Change in alcohol use as assessed by ethyl glucuronide detection in urine
time frame: During 16 weeks of treamtent

Secondary Outcomes

Change in intensive outpatient substance abuse treatment attendance
time frame: During 16 weeks of treatment
Self report drug use
time frame: through 7 months of study
Other drug use as measured by urinalysis
time frame: through 7 months of study
Community outcomes
time frame: entire study period, and three month prior and after study involvement
Psychiatric Symptomology
time frame: throughout 7 months of study

Eligibility Criteria

Male or female participants from 18 years up to 65 years old.

Inclusion Criteria: 1. Currently receiving psychiatric [AND intensive outpatient addiction treatment] at Community Psychiatric Clinic (CPC). 2. Aged 18 to 65 years. 3. Ability to understand written and spoken English language. 4. DSM-IV diagnosis of alcohol dependence as assessed by the MINI psychiatric interview. 5. Diagnosis of current serious mental illness: schizophrenia, schizoaffective disorders, bipolar disorder I or II, or recurring major depressive disorders as assessed by the MINI psychiatric interview. 6. Alcohol use in the month prior to study entry: self-reported alcohol use of 5 days or more during the 30 days prior to study entry (5 drinking days/month is selected based on previous research reporting alcohol use in 18% of days assessed in a sample of psychiatric outpatients with co-occurring SUDs & SMI).120 7. A CPC treating clinician must affirm the potential participant is safe to participate in the study.

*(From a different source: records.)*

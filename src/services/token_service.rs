use base64::{engine::general_purpose::URL_SAFE_NO_PAD, Engine as _};
use ring::rand::{SecureRandom, SystemRandom};
use zeroize::Zeroize;

use crate::types::errors::TokenError;

/// Random bytes per share token. 18 bytes encode to 24 URL-safe characters.
pub const TOKEN_BYTES: usize = 18;

/// Length of an encoded share token.
pub const TOKEN_LENGTH: usize = 24;

/// Characters of a token that may appear in logs.
const LOG_PREFIX_LENGTH: usize = 6;

/// Trait defining share token generation.
pub trait TokenServiceTrait: Send + Sync {
    /// Generates a new unguessable, URL-safe share token.
    fn generate_token(&self) -> Result<String, TokenError>;
}

/// Token generator backed by the `ring` system random source.
pub struct TokenService {
    rng: SystemRandom,
}

impl TokenService {
    /// Creates a new TokenService instance.
    pub fn new() -> Self {
        Self {
            rng: SystemRandom::new(),
        }
    }

    /// Generates cryptographically secure random bytes of the specified length.
    pub fn generate_random_bytes(&self, length: usize) -> Result<Vec<u8>, TokenError> {
        let mut bytes = vec![0u8; length];
        self.rng
            .fill(&mut bytes)
            .map_err(|_| TokenError::RandomGeneration("System random source failed".to_string()))?;
        Ok(bytes)
    }
}

impl Default for TokenService {
    fn default() -> Self {
        Self::new()
    }
}

impl TokenServiceTrait for TokenService {
    fn generate_token(&self) -> Result<String, TokenError> {
        let mut bytes = self.generate_random_bytes(TOKEN_BYTES)?;
        let token = URL_SAFE_NO_PAD.encode(&bytes);
        bytes.zeroize();
        Ok(token)
    }
}

/// Shortened token for log lines.
pub fn token_prefix(token: &str) -> &str {
    let end = token
        .char_indices()
        .nth(LOG_PREFIX_LENGTH)
        .map_or(token.len(), |(i, _)| i);
    &token[..end]
}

Exclusion Criteria: 1. A significant risk of dangerous alcohol withdrawal: a history of alcohol detoxification or seizure in the last 12 months AND participant or clinician concern that abstinence will induce dangerous alcohol withdrawal. 2. DSM-IV diagnosis of current (last year) drug dependence as assessed by the MINI interview. 3. Any medical/psychiatric condition, or severity of that condition, that in the opinion of the PI, would compromise safe study participation. 4. Chart defined organic brain disorder or dementia. 5. Inability to provide informed consent as measured by the University of California San Diego Brief Assessment of Capacity to Consent (UBACC), a tool designed to screen for ability to provide informed consent for research. If indicated by the UBACC screening process, the more comprehensive MacCAT-CR will be used.

Additional Information

Official title Novel EtG-Based Contingency Management for Alcohol in the Severely Mentally Ill
Description The contingency management (CM) paradigm that will be used is the variable magnitude of reinforcement procedure. In order to encourage engagement in study procedures and reduce dropout in the randomized sample, all participants will undergo a 4-week pre-randomization induction period. During the induction period, participants will be reinforced for providing urine-tests three times a week. Those who demonstrate study participation and need for treatment during the induction period will be randomized to receive treatment as usual and either 1) 12 weeks of CM for alcohol abstinence (assessed by Ethyl glucuronide immunoassay urine-test) AND weekly reinforcement for intensive outpatient addiction treatment attendance; or 2) 12 weeks of reinforcement for providing urine-samples and continued study involvement. Randomization will be used to assign participants to treatment conditions. The primary outcome will be changes in alcohol use assessed by Ehyl glucuronide immunoassay urine-tests, breath-tests, as well as self- and clinician-reported alcohol use. The secondary outcome will be changes in intensive outpatient group attendance assessed by intensive outpatient clinician-report, as well as administrative data sources, and self-report. Other outcomes will include: urine-tests and self-reported illicit drug use, psychiatric symptoms, other outpatient treatment utilization, HIV-risk, and nicotine use. All outcomes will be assessed [for 4-weeks prior to study enrollment (self-report, clinician ratings etc)] and throughout the 4-week induction, 12-week intervention, and 3-month follow-up periods.
Trial information was received from ClinicalTrials.gov and was last updated in June 2015.
Information provided to ClinicalTrials.gov by University of Washington.